One-Shot Report Generation. After the research loop reaches a completion threshold (roughly 90% of the plan executed and reflected upon), a report-writing pass synthesizes the entire Global Research Context into a cohesive long-form document in a single inference, relying on the high-fidelity context built during sequential reflection rather than iterative report refinement.

Step-by-Step Workflow

Parse the research request. Extract the core topic, any constraints (scope, depth, domains to cover, output format), and the user's intent (survey, comparison, gap analysis, etc.). Clarify ambiguities before proceeding.
Generate the initial research plan. Produce a numbered list of 5-12 concrete research steps, each targeting a specific subtopic or angle. Each step should name the information it seeks and why it matters to the overall topic. Store this as the active plan.
Initialize the Global Research Context (GRC). Create a structured document with three sections: (a) Plan History -- the current plan plus all past versions, (b) Search Trajectories -- a log of each query and its synthesized answer, (c) Artifact Store -- raw facts, numbers, quotes, and source URLs collected during search.
Execute the next plan step: generate search queries. Read the GRC to understand what has already been covered. Formulate 1-3 non-redundant search queries targeting the current step. Use web search tools (or the user's provided data sources) to retrieve results.
Apply Candidates Crossover to synthesize an answer. For the retrieved results, generate 2-3 answer candidates with varied reasoning approaches (e.g., one emphasizing quantitative data, one focusing on qualitative insights, one prioritizing recency). Merge the candidates into a single consolidated answer that retains all unique facts, statistics, and citations. Append the consolidated answer and raw artifacts to the GRC.
Reflect on the research plan. With the updated GRC, critically assess: (a) Does the current plan still cover the topic adequately? (b) Did this step reveal new subtopics or contradictions that need investigation? (c) Are any remaining steps now redundant given what was found? (d) Should the priority order change? Document the reflection reasoning.
Update the plan if reflection warrants it. Add new steps for discovered gaps, remove or merge redundant steps, reorder based on new priorities. Record the plan mutation in the GRC's Plan History so no information is lost.
Check completion. If 90%+ of the current plan's steps are executed and the last reflection found no critical gaps, proceed to report generation. Otherwise, loop back to step 4 with the next plan step.
Generate the research report. In a single synthesis pass, produce a structured long-form report from the entire GRC. The report should have: a clear thesis or framing, logically ordered sections corresponding to research findings, inline citations to sources, and a conclusion that addresses the original research question. Prioritize fact density and coherence.
Present and iterate. Deliver the report to the user. Offer to drill deeper into any section, update the plan with new angles, or reformat the output.

Concrete Examples

Example 1: Multi-domain technical survey

User: "Research the current state of on-device LLM inference --
covering hardware acceleration, quantization techniques, and
real-world deployment challenges.
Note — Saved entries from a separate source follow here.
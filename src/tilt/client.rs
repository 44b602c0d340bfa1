use reqwest::{Client, StatusCode, Url};
use serde::Serialize;
use std::time::Duration;
use thiserror::Error;
use tracing::debug;

use super::Session;

/// Build reason Tilt records for triggers coming from its web UI
/// (`BuildReasonFlagTriggerWeb`).
const BUILD_REASON_TRIGGER_WEB: u32 = 16;

const MAX_CONNECT_TIMEOUT: Duration = Duration::from_secs(2);

#[derive(Debug, Error)]
pub enum TiltError {
    #[error("request to Tilt failed: {0}")]
    Request(#[from] reqwest::Error),

    #[error("Tilt responded with {status}: {body}")]
    Status { status: StatusCode, body: String },

    #[error("failed to decode Tilt response: {0}")]
    Decode(#[from] serde_json::Error),

    #[error("invalid Tilt URL {0}")]
    InvalidUrl(String),
}

#[derive(Debug, Serialize)]
struct TriggerRequest<'a> {
    manifest_names: [&'a str; 1],
    build_reason: u32,
}

/// Client for a running Tilt instance's HTTP API
#[derive(Debug, Clone)]
pub struct TiltClient {
    base_url: Url,
    session_name: String,
    client: Client,
}

impl TiltClient {
    /// `timeout` bounds each whole request, so a Tilt that accepts the
    /// connection but never answers is treated as unreachable.
    pub fn new(
        base_url: &str,
        session_name: impl Into<String>,
        timeout: Duration,
    ) -> Result<Self, TiltError> {
        let parsed =
            Url::parse(base_url).map_err(|e| TiltError::InvalidUrl(format!("{base_url}: {e}")))?;
        if parsed.cannot_be_a_base() {
            return Err(TiltError::InvalidUrl(base_url.to_string()));
        }

        let client = Client::builder()
            .timeout(timeout)
            .connect_timeout(timeout.min(MAX_CONNECT_TIMEOUT))
            .build()?;

        Ok(Self {
            base_url: parsed,
            session_name: session_name.into(),
            client,
        })
    }

    pub fn base_url(&self) -> &str {
        self.base_url.as_str()
    }

    /// Base URL with `segments` appended, each percent-encoded as one segment
    fn endpoint(&self, segments: &[&str]) -> Result<Url, TiltError> {
        let mut url = self.base_url.clone();
        url.path_segments_mut()
            .map_err(|_| TiltError::InvalidUrl(self.base_url.to_string()))?
            .pop_if_empty()
            .extend(segments);
        Ok(url)
    }

    fn session_url(&self) -> Result<Url, TiltError> {
        self.endpoint(&[
            "proxy",
            "apis",
            "tilt.dev",
            "v1alpha1",
            "sessions",
            &self.session_name,
        ])
    }

    /// Fetch the current session snapshot
    pub async fn get_session(&self) -> Result<Session, TiltError> {
        let url = self.session_url()?;

        let response = self.client.get(url).send().await?;
        let status = response.status();
        let body = response.text().await?;

        if !status.is_success() {
            return Err(TiltError::Status { status, body });
        }

        Ok(serde_json::from_str(&body)?)
    }

    /// Ask Tilt to rebuild one resource
    pub async fn trigger_build(&self, resource_name: &str) -> Result<(), TiltError> {
        let url = self.endpoint(&["api", "trigger"])?;
        let request = TriggerRequest {
            manifest_names: [resource_name],
            build_reason: BUILD_REASON_TRIGGER_WEB,
        };

        debug!(resource = resource_name, "triggering build");
        let response = self.client.post(url).json(&request).send().await?;

        let status = response.status();
        if !status.is_success() {
            let body = response.text().await.unwrap_or_default();
            return Err(TiltError::Status { status, body });
        }

        Ok(())
    }
}
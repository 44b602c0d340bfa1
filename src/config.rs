use serde::{Deserialize, Serialize};
use std::path::{Path, PathBuf};
use std::time::Duration;
use thiserror::Error;

#[derive(Debug, Error)]
pub enum ConfigError {
    #[error("Failed to read config file: {0}")]
    Io(#[from] std::io::Error),

    #[error("Failed to parse config: {0}")]
    Parse(#[from] toml::de::Error),
}

/// Settings for reaching the Tilt API, read from `config.toml`
#[derive(Debug, Clone, PartialEq, Eq, Serialize, Deserialize)]
#[serde(default)]
pub struct Config {
    pub host: String,
    pub port: u16,
    /// Name of the Tilt session object to watch
    pub session: String,
    pub poll_interval_ms: u64,
}

impl Default for Config {
    fn default() -> Self {
        Self {
            host: "localhost".to_string(),
            port: 10350,
            session: "Tiltfile".to_string(),
            poll_interval_ms: 1000,
        }
    }
}

impl Config {
    pub fn load(path: &Path) -> Result<Self, ConfigError> {
        let content = std::fs::read_to_string(path)?;
        let config: Config = toml::from_str(&content)?;
        Ok(config)
    }

    /// Load `path`, falling back to defaults if the file does not exist
    pub fn load_or_default(path: &Path) -> Result<Self, ConfigError> {
        if !path.exists() {
            return Ok(Self::default());
        }
        Self::load(path)
    }

    pub fn default_path() -> PathBuf {
        dirs::config_dir()
            .unwrap_or_default()
            .join("tilt-deck")
            .join("config.toml")
    }

    pub fn base_url(&self) -> String {
        format!("http://{}:{}", self.host, self.port)
    }

    pub fn poll_interval(&self) -> Duration {
        Duration::from_millis(self.poll_interval_ms.max(100))
    }

    /// Per-request timeout for Tilt API calls, a few poll intervals long
    pub fn request_timeout(&self) -> Duration {
        (self.poll_interval() * 3).clamp(Duration::from_secs(1), Duration::from_secs(10))
    }
}

#[cfg(test)]
mod tests {
    use super::*;
    use std::io::Write;

    #[test]
    fn test_missing_file_uses_defaults() {
        let dir = tempfile::tempdir().unwrap();
        let config = Config::load_or_default(&dir.path().join("config.toml")).unwrap();
        assert_eq!(config, Config::default());
        assert_eq!(config.base_url(), "http://localhost:10350");
    }

    #[test]
    fn test_partial_file() {
        let mut file = tempfile::NamedTempFile::new().unwrap();
        writeln!(file, "port = 10351\nsession = \"dev\"").unwrap();

        let config = Config::load(file.path()).unwrap();
        assert_eq!(config.port, 10351);
        assert_eq!(config.session, "dev");
        assert_eq!(config.host, "localhost");
        assert_eq!(config.poll_interval(), Duration::from_millis(1000));
        assert_eq!(config.request_timeout(), Duration::from_secs(3));
    }

    #[test]
    fn test_request_timeout_is_bounded() {
        let fast = Config {
            poll_interval_ms: 50,
            ..Config::default()
        };
        assert_eq!(fast.request_timeout(), Duration::from_secs(1));

        let slow = Config {
            poll_interval_ms: 60_000,
            ..Config::default()
        };
        assert_eq!(slow.request_timeout(), Duration::from_secs(10));
    }

    #[test]
    fn test_invalid_file() {
        let mut file = tempfile::NamedTempFile::new().unwrap();
        writeln!(file, "port = \"not a number\"").unwrap();
        assert!(matches!(
            Config::load(file.path()),
            Err(ConfigError::Parse(_))
        ));
    }
}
Write a comprehensive report."

Approach:
1. Parse request: three explicit domains (hardware, quantization, deployment),
   survey-style output expected.
2. Initial plan:
   - Step 1: Survey current on-device LLM hardware (NPUs, GPUs, Apple Neural Engine)
   - Step 2: Quantization methods (GPTQ, AWQ, GGUF/llama.cpp approaches)
   - Step 3: Memory and latency benchmarks for popular models on-device
   - Step 4: Real deployment challenges (thermal throttling, battery, privacy)
   - Step 5: Framework ecosystem (MLC-LLM, ExecuTorch, MediaPipe)
   - Step 6: Future directions and open problems
3. Execute Step 1, record findings in GRC.
4. Candidates Crossover for Step 1: Candidate A focuses on chip specs,
   Candidate B on comparative benchmarks, Candidate C on vendor roadmaps.
   Merge into consolidated answer with all unique data points.
5. Reflect: Step 1 revealed that Apple Intelligence uses a novel
   adapter-switching approach not in the original plan. Add Step 2b:
   "Adapter and LoRA switching for on-device personalization."
6. Continue through updated plan, reflecting after each step.
7. Final report: 2500-word structured document with sections, inline
   citations, comparison tables, and a conclusion on the maturation
   trajectory of on-device inference.

Output structure:
# On-Device LLM Inference: Current State and Challenges
## 1. Hardware Landscape
   [findings with specific chip names, TOPS figures, citations]
## 2. Quantization Techniques
   [GPTQ vs AWQ vs GGUF comparison table, accuracy-latency tradeoffs]
## 2b. Adapter Switching for Personalization  ← added via reflection
   [Apple Intelligence approach, LoRA on-device fine-tuning]
## 3. Benchmarks
   [latency/memory tables for Llama, Phi, Gemma on various hardware]
## 4. Deployment Challenges
   [thermal, battery, privacy, UX considerations]
## 5. Framework Ecosystem
   [MLC-LLM, ExecuTorch, MediaPipe comparison]
## 6. Future Directions
   [open problems, expected trajectory]
## Sources
   [numbered list of URLs and papers]

Example 2: Focused investigation with emergent subtopics

User: "Deep dive into why retrieval-augmented generation (RAG) systems
fail in production. I need actionable findings, not a literature review."

Approach:
1. Parse: focus on failure modes, production context, actionable output.
2. Initial plan:
   - Step 1: Common RAG failure taxonomies from practitioner reports
   - Step 2: Retrieval failures (chunking, embedding drift, relevance)
   - Step 3: Generation failures (hallucination despite retrieval, citation errors)
   - Step 4: Infrastructure failures (latency spikes, index staleness)
   - Step 5: Mitigation strategies with evidence of effectiveness
3. Execute Step 1. GRC now contains practitioner blog posts and post-mortems.
4. Reflect: Step 1 revealed that "lost-in-the-middle" attention patterns
   are a dominant failure mode not explicitly in the plan. Also, evaluation
   gaps (teams cannot measure RAG quality) emerged as a root cause.
   Update plan:
   - Insert Step 2b: "Lost-in-the-middle and context window utilization failures"
   - Insert Step 5b: "Evaluation frameworks and observability for RAG"
5. Continue executing. After Step 3, reflection finds that multi-hop
   reasoning failures are a distinct category worth separating out.
   Add Step 3b: "Multi-hop retrieval-generation failures."
6. Generate report structured around failure modes, each with:
   root cause, symptoms, real-world example, and mitigation.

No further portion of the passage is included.